Network Access
The Situation
All requests for network access for the information resources are fulfilled for at least a few days because the three people sequentially approve them: the manager of the employee who requested access, the manager of the employee who owns this resource, and the information security officer at last.
The Task
Speed up the execution of requests for network access at times.
The Action / Approach
My team developed and implemented the special-purpose IT system that maintained the actual matrix organisational structure. Provided the end-to-end IT resources inventory and each of them got the owner organisation unit. In addition, we classified all IT resources by environment: DEV, TEST, STAGE, and PROD. Our HR team helped us assign one or more matrix organisation units to each employee according to the actual functions of these employees. For instance, our HR team set some guys to multiple units if they worked on several projects simultaneously.
We developed a policy with clear rules for granting network access: these rules were based on the organisation units of the matrix structure. So, for instance, to allow the employee access to a virtual machine in a DEV environment, no one’s approval is required if the employee works in the same department that owns this virtual machine. If he works in another department, then to grant access to this virtual machine, the approval of any owner-unit employee is sufficient without waiting for the head of this department’s decision.
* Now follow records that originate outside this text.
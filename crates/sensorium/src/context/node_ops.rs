//! Per-node operations: properties, capabilities, change locks, needed nodes

use std::sync::atomic::Ordering;
use std::sync::Arc;

use tracing::{debug, warn};

use super::arena::LockState;
use super::{Context, LockHandle, NodeHandle};
use crate::capability::{self, MapOutputMode};
use crate::node::{apply_property, PropertyValue};
use crate::status::{Result, Status};
use crate::types::NodeType;

impl Context {
    // =========================================================================
    // Capabilities
    // =========================================================================

    pub fn is_capability_supported(&self, node: NodeHandle, capability: &str) -> Result<bool> {
        let shared = self.shared_node(node)?;
        let supported = shared.lock().is_capability_supported(capability);
        Ok(supported)
    }

    pub fn supported_map_output_modes(&self, node: NodeHandle) -> Result<Vec<MapOutputMode>> {
        let shared = self.shared_node(node)?;
        let modes = shared.lock().supported_map_output_modes();
        Ok(modes)
    }

    pub fn supported_user_positions(&self, node: NodeHandle) -> Result<u32> {
        let shared = self.shared_node(node)?;
        let count = shared.lock().supported_user_positions();
        Ok(count)
    }

    // =========================================================================
    // Properties
    // =========================================================================

    /// Fail with `NodeIsLocked` unless `presented` (or the calling thread)
    /// may change `node`.
    pub(super) fn check_changes_allowed(&self, node: NodeHandle, presented: Option<LockHandle>) -> Result<()> {
        let arena = self.inner.nodes.lock();
        if arena.get(node)?.lock.allows_changes(presented) {
            Ok(())
        } else {
            Err(Status::NodeIsLocked)
        }
    }

    /// Set a property, presenting `lock` if the caller holds one.
    pub fn set_property(
        &self,
        node: NodeHandle,
        name: &str,
        value: &PropertyValue,
        lock: Option<LockHandle>,
    ) -> Result<()> {
        self.check_changes_allowed(node, lock)?;
        let (shared, signals) = self.node_parts(node)?;
        {
            let mut target = shared.lock();
            apply_property(target.as_mut(), name, value)?;
        }
        signals.property_changed.raise(&name.to_string());
        Ok(())
    }

    pub fn set_int_property(&self, node: NodeHandle, name: &str, value: u64) -> Result<()> {
        self.set_property(node, name, &PropertyValue::Int(value), None)
    }

    pub fn get_int_property(&self, node: NodeHandle, name: &str) -> Result<u64> {
        let shared = self.shared_node(node)?;
        let value = shared.lock().get_int_property(name);
        value
    }

    pub fn set_real_property(&self, node: NodeHandle, name: &str, value: f64) -> Result<()> {
        self.set_property(node, name, &PropertyValue::Real(value), None)
    }

    pub fn get_real_property(&self, node: NodeHandle, name: &str) -> Result<f64> {
        let shared = self.shared_node(node)?;
        let value = shared.lock().get_real_property(name);
        value
    }

    pub fn set_string_property(&self, node: NodeHandle, name: &str, value: &str) -> Result<()> {
        self.set_property(node, name, &PropertyValue::String(value.to_string()), None)
    }

    pub fn get_string_property(&self, node: NodeHandle, name: &str) -> Result<String> {
        let shared = self.shared_node(node)?;
        let value = shared.lock().get_string_property(name);
        value
    }

    pub fn set_general_property(&self, node: NodeHandle, name: &str, value: &[u8]) -> Result<()> {
        self.set_property(node, name, &PropertyValue::General(value.to_vec()), None)
    }

    pub fn get_general_property(&self, node: NodeHandle, name: &str) -> Result<Vec<u8>> {
        let shared = self.shared_node(node)?;
        let value = shared.lock().get_general_property(name);
        value
    }

    // =========================================================================
    // Mirror
    // =========================================================================

    /// Mirror a generator. Nodes without the `Mirror` capability, and nodes
    /// that are not generators, are `InvalidOperation`.
    pub fn set_mirror(&self, node: NodeHandle, mirror: bool) -> Result<()> {
        self.set_mirror_with_lock(node, mirror, None)
    }

    pub fn set_mirror_with_lock(
        &self,
        node: NodeHandle,
        mirror: bool,
        lock: Option<LockHandle>,
    ) -> Result<()> {
        let is_generator = self.inner.nodes.lock().get(node)?.is_generator;
        if !is_generator {
            return Err(Status::InvalidOperation);
        }
        self.check_changes_allowed(node, lock)?;

        let shared = self.shared_node(node)?;
        let mut target = shared.lock();
        if !target.is_capability_supported(capability::MIRROR) {
            return Err(Status::InvalidOperation);
        }
        target.set_mirror(mirror)
    }

    pub fn is_mirrored(&self, node: NodeHandle) -> Result<bool> {
        let shared = self.shared_node(node)?;
        let mirrored = shared.lock().is_mirrored();
        Ok(mirrored)
    }

    // =========================================================================
    // Change locks
    // =========================================================================

    /// Lock `node` against changes from anyone not presenting the returned
    /// lock. A node that is already locked is `NodeIsLocked`.
    pub fn lock_for_changes(&self, node: NodeHandle) -> Result<LockHandle> {
        let (lock, shared, signals) = {
            let mut arena = self.inner.nodes.lock();
            let record = arena.get_mut(node)?;
            if record.lock.is_locked() {
                return Err(Status::NodeIsLocked);
            }
            let lock = self.inner.next_lock.fetch_add(1, Ordering::SeqCst);
            record.lock = LockState {
                lock,
                changes_thread: None,
            };
            (lock, Arc::clone(&record.node), Arc::clone(&record.signals))
        };

        let notified = {
            let mut target = shared.lock();
            if target.is_capability_supported(capability::LOCK_AWARE) {
                target.set_lock_state(true)
            } else {
                Ok(())
            }
        };
        if let Err(status) = notified {
            if let Ok(record) = self.inner.nodes.lock().get_mut(node) {
                record.lock = LockState::default();
            }
            return Err(status);
        }

        debug!(%node, lock, "Node locked for changes");
        signals.lock_changed.raise(&true);
        Ok(LockHandle(lock))
    }

    /// Release a change lock. Presenting any other lock is `BadParam`. A
    /// `LockAware` node that refuses stays locked and its error is returned.
    pub fn unlock_for_changes(&self, node: NodeHandle, lock: LockHandle) -> Result<()> {
        let (previous, shared, signals) = {
            let mut arena = self.inner.nodes.lock();
            let record = arena.get_mut(node)?;
            if !record.lock.is_locked() || record.lock.lock != lock.0 {
                return Err(Status::BadParam);
            }
            let previous = std::mem::take(&mut record.lock);
            (previous, Arc::clone(&record.node), Arc::clone(&record.signals))
        };

        let notified = {
            let mut target = shared.lock();
            if target.is_capability_supported(capability::LOCK_AWARE) {
                target.set_lock_state(false)
            } else {
                Ok(())
            }
        };
        if let Err(status) = notified {
            // the node stays locked; only restore a lock nobody replaced
            if let Ok(record) = self.inner.nodes.lock().get_mut(node) {
                if !record.lock.is_locked() {
                    record.lock = previous;
                }
            }
            warn!(%node, lock = lock.0, %status, "Node refused to unlock");
            return Err(status);
        }

        debug!(%node, lock = lock.0, "Node unlocked");
        signals.lock_changed.raise(&false);
        Ok(())
    }

    /// Let the calling thread change `node` without presenting `lock` until
    /// [`Context::locked_node_end_changes`].
    pub fn locked_node_start_changes(&self, node: NodeHandle, lock: LockHandle) -> Result<()> {
        if lock == LockHandle::NONE {
            return Err(Status::InvalidOperation);
        }
        let mut arena = self.inner.nodes.lock();
        let record = arena.get_mut(node)?;
        if record.lock.lock != lock.0 {
            return Err(Status::NodeIsLocked);
        }
        record.lock.changes_thread = Some(std::thread::current().id());
        Ok(())
    }

    pub fn locked_node_end_changes(&self, node: NodeHandle, lock: LockHandle) -> Result<()> {
        let mut arena = self.inner.nodes.lock();
        let record = arena.get_mut(node)?;
        if !record.lock.is_locked() || record.lock.lock != lock.0 {
            return Err(Status::BadParam);
        }
        record.lock.changes_thread = None;
        Ok(())
    }

    pub fn is_locked_for_changes(&self, node: NodeHandle) -> Result<bool> {
        Ok(self.inner.nodes.lock().get(node)?.lock.is_locked())
    }

    // =========================================================================
    // Needed nodes
    // =========================================================================

    /// Make `node` depend on `needed`, which then stays alive at least as long
    /// as `node` does. Self dependencies and cycles are `InvalidOperation`.
    pub fn add_needed_node(&self, node: NodeHandle, needed: NodeHandle) -> Result<()> {
        let added = self.inner.nodes.lock().add_needed(node, needed)?;
        if added {
            debug!(%node, %needed, "Needed node added");
        }
        Ok(())
    }

    /// Undo [`Context::add_needed_node`]. `needed` is destroyed if nothing
    /// else holds it.
    pub fn remove_needed_node(&self, node: NodeHandle, needed: NodeHandle) -> Result<()> {
        let destroyed = self.inner.nodes.lock().remove_needed(node, needed)?;
        debug!(%node, %needed, destroyed = destroyed.len(), "Needed node removed");
        self.inner.finish_destroy(destroyed);
        Ok(())
    }

    /// Whether `node` currently needs `needed`
    pub fn is_needed_node(&self, node: NodeHandle, needed: NodeHandle) -> Result<bool> {
        self.inner.nodes.lock().is_needed_by(node, needed)
    }

    /// How many live nodes need `node`
    pub fn dependents_count(&self, node: NodeHandle) -> Result<usize> {
        self.inner.nodes.lock().dependents_count(node)
    }

    /// Whether `node` is of `node_type` or a type derived from it
    pub fn is_node_of_type(&self, node: NodeHandle, node_type: NodeType) -> Result<bool> {
        let actual = self.inner.nodes.lock().get(node)?.description.node_type;
        self.is_type_derived_from(actual, node_type)
    }
}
For the small share of requests, the information security officer approval still was needed – for instance, if anyone requests access from a virtual machine to the Internet directly, without a corporate proxy server.
We automated the execution of all access requests by the Jira workflows. We formed all necessary access groups automatically in the Active Directory based on the matrix organisational structure and granted network access automatically based on these groups – in the campus network via Cisco ISE, and in the data centre network – via VMware NSX.
The Result
My team shortened the execution time for 90% of network access requests to 1 hour instead of a few days.